E-commerce, marketplace logistics, AWS cloud, advertising, media, and AI infrastructure
Amazon
Amazon is a global technology and retail company built around online stores, third-party marketplaces, Prime, logistics, advertising, Amazon Web Services, streaming media, consumer devices, and AI-powered services for shoppers, sellers, developers, and enterprises.
What Amazon is
Amazon is a global company that combines online retail, third-party marketplace services, logistics, cloud computing, advertising, subscriptions, devices, and digital media. Most consumers know Amazon as a shopping site and Prime membership service. Businesses often know Amazon through Amazon Web Services, or AWS, which provides cloud infrastructure and technology services for startups, enterprises, governments, and developers.
Stores and marketplace
Amazon sells products directly and also operates a marketplace where third-party sellers list their own goods. This marketplace model gives customers more selection while letting sellers use Amazon's traffic, payment systems, ads, and fulfillment options. The tradeoff is complexity: Amazon must balance customer trust, seller fairness, counterfeit prevention, pricing pressure, and competition between its own retail business and independent sellers.
Prime and logistics
Prime began as a membership program built around faster shipping, then expanded into video, music, gaming, shopping benefits, and other services. Behind that promise is a large logistics network of fulfillment centers, sorting facilities, delivery stations, aircraft, trucks, routing software, and last-mile delivery partners. Amazon's logistics system is not just a support function. It is one of the company's main competitive advantages and a major reason customer expectations for delivery speed changed.
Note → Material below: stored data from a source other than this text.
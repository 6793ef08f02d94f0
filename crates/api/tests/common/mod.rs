#![allow(dead_code)]

use std::sync::Arc;
use std::time::Duration;

use async_trait::async_trait;
use axum::body::Body;
use axum::http::{Method, Request, StatusCode};
use axum::response::Response;
use axum::Router;
use http_body_util::BodyExt;
use tower::ServiceExt;

use analytics_api::config::ServerConfig;
use analytics_api::router::build_app_router;
use analytics_api::state::AppState;
use analytics_core::blob::LocalBlobStore;
use analytics_core::catalog::{Job, JobSummary};
use analytics_core::scheduling::QueueConfig;
use analytics_core::submission::{
    NewStepResult, NewSubmission, StepResult, Submission, SubmissionStatus,
};
use analytics_core::types::{DbId, SubmissionId};
use analytics_db::{JobCatalog, MemoryStore, ResultStore, Store, StoreError, SubmissionStore};
use analytics_events::EventBus;
use analytics_pipeline::{
    AdmissionQueue, BackendRunner, PipelineConfig, PipelineExecutor, StatusTracker, StepOutcome,
    StepRequest, WorkerPool,
};

/// `job1`: one task requiring `this`.
/// `job2`: three tasks, `task2` requires an integer `threads`.
/// `job3`: three parameterless tasks, `failing` in the middle.
const CATALOG: &str = r#"[
  {
    "id": 1,
    "name": "job1",
    "steps": [
      {"id": 1, "ordering": 0, "task": {
        "id": 1, "name": "task1", "executable": "analyse $INPUT",
        "backend": {"id": 1, "name": "local", "root_path": "__ROOT__"},
        "parameters": [{"id": 1, "rest_alias": "this", "flag": "-t"}]
      }}
    ]
  },
  {
    "id": 2,
    "name": "job2",
    "steps": [
      {"id": 2, "ordering": 0, "task": {
        "id": 2, "name": "align", "executable": "align $INPUT",
        "backend": {"id": 1, "name": "local", "root_path": "__ROOT__"}
      }},
      {"id": 3, "ordering": 1, "task": {
        "id": 3, "name": "count", "executable": "count",
        "backend": {"id": 1, "name": "local", "root_path": "__ROOT__"},
        "parameters": [{"id": 2, "rest_alias": "threads", "flag": "-p", "rule": {"type": "integer"}}]
      }},
      {"id": 4, "ordering": 2, "task": {
        "id": 4, "name": "report", "executable": "report",
        "backend": {"id": 1, "name": "local", "root_path": "__ROOT__"}
      }}
    ]
  },
  {
    "id": 3,
    "name": "job3",
    "steps": [
      {"id": 5, "ordering": 0, "task": {
        "id": 5, "name": "prepare", "executable": "prepare",
        "backend": {"id": 1, "name": "local", "root_path": "__ROOT__"}
      }},
      {"id": 6, "ordering": 1, "task": {
        "id": 6, "name": "failing", "executable": "failing",
        "backend": {"id": 1, "name": "local", "root_path": "__ROOT__"}
      }},
      {"id": 7, "ordering": 2, "task": {
        "id": 7, "name": "never", "executable": "never",
        "backend": {"id": 1, "name": "local", "root_path": "__ROOT__"}
      }}
    ]
  }
]"#;

/// Build a test `ServerConfig` with safe defaults.
pub fn test_config(media_root: &std::path::Path) -> ServerConfig {
    ServerConfig {
        host: "127.0.0.1".to_string(),
        port: 0,
        cors_origins: vec!["http://localhost:5173".to_string()],
        request_timeout_secs: 30,
        shutdown_timeout_secs: 5,
        public_base_url: "http://testserver".to_string(),
        media_root: media_root.to_path_buf(),
        worker_count: 1,
        max_upload_bytes: 1024 * 1024,
        database_url: None,
        catalog_path: None,
        elevated_tokens: vec!["elevated-token".to_string()],
        trust_forwarded_for: false,
    }
}

/// Everything a test needs to drive and inspect the service.
pub struct TestApp {
    pub router: Router,
    pub store: Arc<MemoryStore>,
    pub queue: AdmissionQueue,
    pub blobs: LocalBlobStore,
    pub event_bus: Arc<EventBus>,
    _dirs: (tempfile::TempDir, tempfile::TempDir),
}

impl TestApp {
    /// App with the default queue limits and no workers, so admitted
    /// submissions stay `Submitted`.
    pub fn new() -> Self {
        Self::with_queue(QueueConfig::default())
    }

    pub fn with_queue(queue_config: QueueConfig) -> Self {
        Self::build(queue_config, |store| store as Arc<dyn Store>)
    }

    /// App whose storage refuses to persist new submissions.
    pub fn with_failing_writes() -> Self {
        Self::build(QueueConfig::default(), |store| {
            Arc::new(RejectingWrites(store)) as Arc<dyn Store>
        })
    }

    fn build(
        queue_config: QueueConfig,
        wrap: impl FnOnce(Arc<MemoryStore>) -> Arc<dyn Store>,
    ) -> Self {
        let media = tempfile::tempdir().expect("create media dir");
        let backend_root = tempfile::tempdir().expect("create backend dir");
        let catalog = CATALOG.replace("__ROOT__", &backend_root.path().to_string_lossy());
        let store = Arc::new(MemoryStore::from_json(&catalog).expect("valid catalog"));

        let config = test_config(media.path());
        let blobs = LocalBlobStore::new(media.path(), &config.public_base_url);
        let queue = AdmissionQueue::new(queue_config);
        let event_bus = Arc::new(EventBus::default());

        let state = AppState {
            store: wrap(store.clone()),
            blobs: blobs.clone(),
            queue: queue.clone(),
            config: Arc::new(config.clone()),
        };

        Self {
            router: build_app_router(state, &config),
            store,
            queue,
            blobs,
            event_bus,
            _dirs: (media, backend_root),
        }
    }

    /// Start a worker pool running steps through [`StubRunner`].
    pub fn start_workers(&self) -> WorkerPool {
        let store: Arc<dyn Store> = self.store.clone();
        let executor = PipelineExecutor::new(
            store.clone(),
            Arc::new(StubRunner {
                blobs: self.blobs.clone(),
            }),
            self.blobs.clone(),
            StatusTracker::new(store, self.event_bus.clone()),
            PipelineConfig::default(),
        );
        WorkerPool::start(1, self.queue.clone(), Arc::new(executor))
    }

    /// Poll until `id` reaches a terminal state.
    pub async fn wait_terminal(&self, id: SubmissionId) -> Submission {
        for _ in 0..200 {
            let s = self
                .store
                .find_submission(id)
                .await
                .unwrap()
                .expect("submission exists");
            if s.status.is_terminal() {
                return s;
            }
            tokio::time::sleep(Duration::from_millis(10)).await;
        }
        panic!("submission {id} did not finish");
    }

    pub async fn status_of(&self, id: SubmissionId) -> SubmissionStatus {
        self.store
            .find_submission(id)
            .await
            .unwrap()
            .expect("submission exists")
            .status
    }
}

/// Succeeds with a stored `<task>.out` blob, except for the task named
/// `failing`, which reports an execution error.
pub struct StubRunner {
    blobs: LocalBlobStore,
}

#[async_trait]
impl BackendRunner for StubRunner {
    async fn execute(&self, request: StepRequest) -> StepOutcome {
        if request.task.name == "failing" {
            return StepOutcome::ExecutionError {
                message: "failing exited with status 1".into(),
            };
        }
        let blob = self
            .blobs
            .put(
                &format!("results/{}/{}", request.submission_id, request.step),
                &format!("{}.out", request.task.name),
                format!("output of {}", request.task.name).as_bytes(),
            )
            .await
            .expect("store stub output");
        StepOutcome::Success {
            message: format!("{} done", request.task.name),
            result_data: Some(blob),
        }
    }
}

/// Delegates to a [`MemoryStore`] but fails every `create_submission`.
struct RejectingWrites(Arc<MemoryStore>);

#[async_trait]
impl JobCatalog for RejectingWrites {
    async fn list_jobs(
        &self,
        limit: i64,
        offset: i64,
    ) -> Result<(Vec<JobSummary>, i64), StoreError> {
        self.0.list_jobs(limit, offset).await
    }

    async fn find_job_by_name(&self, name: &str) -> Result<Option<Job>, StoreError> {
        self.0.find_job_by_name(name).await
    }

    async fn find_job(&self, id: DbId) -> Result<Option<Job>, StoreError> {
        self.0.find_job(id).await
    }
}

#[async_trait]
impl SubmissionStore for RejectingWrites {
    async fn create_submission(&self, _new: NewSubmission) -> Result<Submission, StoreError> {
        Err(StoreError::Corrupt("write refused".into()))
    }

    async fn find_submission(&self, id: SubmissionId) -> Result<Option<Submission>, StoreError> {
        self.0.find_submission(id).await
    }

    async fn list_submissions_by_status(
        &self,
        status: SubmissionStatus,
    ) -> Result<Vec<Submission>, StoreError> {
        self.0.list_submissions_by_status(status).await
    }

    async fn transition_status(
        &self,
        id: SubmissionId,
        from: SubmissionStatus,
        to: SubmissionStatus,
        message: Option<&str>,
    ) -> Result<bool, StoreError> {
        self.0.transition_status(id, from, to, message).await
    }

    async fn update_progress(
        &self,
        id: SubmissionId,
        current_step: u32,
        message: &str,
    ) -> Result<(), StoreError> {
        self.0.update_progress(id, current_step, message).await
    }
}

#[async_trait]
impl ResultStore for RejectingWrites {
    async fn insert_result(&self, new: NewStepResult) -> Result<StepResult, StoreError> {
        self.0.insert_result(new).await
    }

    async fn list_results(
        &self,
        submission_id: SubmissionId,
    ) -> Result<Vec<StepResult>, StoreError> {
        self.0.list_results(submission_id).await
    }
}

#[async_trait]
impl Store for RejectingWrites {
    async fn health_check(&self) -> Result<(), StoreError> {
        Ok(())
    }
}

// ---------------------------------------------------------------------------
// Request helpers
// ---------------------------------------------------------------------------

/// Multipart body builder.
pub struct MultipartForm {
    boundary: &'static str,
    body: Vec<u8>,
}

impl Default for MultipartForm {
    fn default() -> Self {
        Self {
            boundary: "analytics-test-boundary",
            body: Vec::new(),
        }
    }
}

impl MultipartForm {
    pub fn text(mut self, name: &str, value: &str) -> Self {
        self.body.extend_from_slice(
            format!(
                "--{}\r\nContent-Disposition: form-data; name=\"{name}\"\r\n\r\n{value}\r\n",
                self.boundary
            )
            .as_bytes(),
        );
        self
    }

    pub fn file(mut self, name: &str, filename: &str, contents: &[u8]) -> Self {
        self.body.extend_from_slice(
            format!(
                "--{}\r\nContent-Disposition: form-data; name=\"{name}\"; filename=\"{filename}\"\r\nContent-Type: application/octet-stream\r\n\r\n",
                self.boundary
            )
            .as_bytes(),
        );
        self.body.extend_from_slice(contents);
        self.body.extend_from_slice(b"\r\n");
        self
    }

    pub fn into_request(mut self, uri: &str) -> Request<Body> {
        self.body
            .extend_from_slice(format!("--{}--\r\n", self.boundary).as_bytes());
        Request::builder()
            .method(Method::POST)
            .uri(uri)
            .header(
                "content-type",
                format!("multipart/form-data; boundary={}", self.boundary),
            )
            .body(Body::from(self.body))
            .unwrap()
    }
}

/// A complete, valid form for `job1`.
pub fn job1_form() -> MultipartForm {
    MultipartForm::default()
        .file("input_data", "file1.txt", b"these are the file contents!")
        .text("job", "job1")
        .text("submission_name", "test")
        .text("email", "a@b.com")
        .text("task1_this", "Value1")
}

pub async fn send(app: &Router, request: Request<Body>) -> Response {
    app.clone().oneshot(request).await.unwrap()
}

pub async fn get(app: &Router, uri: &str) -> Response {
    send(
        app,
        Request::builder().uri(uri).body(Body::empty()).unwrap(),
    )
    .await
}

pub async fn body_json(response: Response) -> serde_json::Value {
    let bytes = response.into_body().collect().await.unwrap().to_bytes();
    serde_json::from_slice(&bytes).expect("response body is JSON")
}

pub async fn body_bytes(response: Response) -> Vec<u8> {
    response.into_body().collect().await.unwrap().to_bytes().to_vec()
}

/// Submit `form` and return the new submission's id, asserting 201.
pub async fn create(app: &Router, form: MultipartForm) -> SubmissionId {
    let response = send(app, form.into_request("/api/v1/submissions")).await;
    assert_eq!(response.status(), StatusCode::CREATED);
    let json = body_json(response).await;
    json["data"]["uuid"]
        .as_str()
        .expect("uuid in response")
        .parse()
        .expect("uuid parses")
}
AWS and cloud infrastructure
Amazon Web Services is Amazon's cloud computing business. AWS provides services such as compute, storage, databases, networking, analytics, security, machine learning, AI infrastructure, and developer tools. Many websites, apps, companies, public-sector systems, and AI workloads run on AWS. This makes Amazon important not only in retail, but also in the technical foundation of the modern internet and enterprise software.
Advertising and media
Amazon Advertising lets brands promote products across Amazon stores, search results, product pages, streaming video, and other surfaces. It is powerful because many Amazon users arrive with shopping intent, which makes ad measurement closely tied to purchases. Amazon also operates media and entertainment services such as Prime Video, Amazon MGM Studios, Audible, Kindle, Amazon Music, Twitch, and live sports distribution.
AI, Alexa, and Project Kuiper
Amazon uses AI across product search, recommendations, fulfillment, fraud detection, ads, warehouse automation, Alexa, and AWS services. AWS offers AI tools including model hosting, chips, and managed services for training and inference. Amazon is also investing in Project Kuiper, a satellite broadband network intended to connect households, businesses, and communities that lack reliable internet access. These projects show how Amazon increasingly operates at the level of infrastructure, not only retail.
History and evolution
Amazon was founded by Jeff Bezos in 1994 and launched in 1995 as an online bookstore. It expanded into many retail categories, opened its marketplace to third-party sellers, introduced Prime in 2005, and launched AWS infrastructure services in 2006. Amazon later expanded into Kindle, Echo, Alexa, Prime Video, advertising, logistics, grocery through Whole Foods Market, and cloud-based AI services. In the 2020s, Amazon has focused on delivery efficiency, AWS growth, advertising, AI infrastructure, Alexa+, and Project Kuiper.
Why it matters
Amazon matters because it changed how people shop, how fast delivery is expected to be, how small sellers reach customers, and how companies build software. Its choices affect retail margins, labor systems, urban logistics, cloud pricing, AI infrastructure, advertising markets, media distribution, and competition policy. Understanding Amazon helps explain why commerce, cloud computing, logistics, media, and AI are now deeply connected.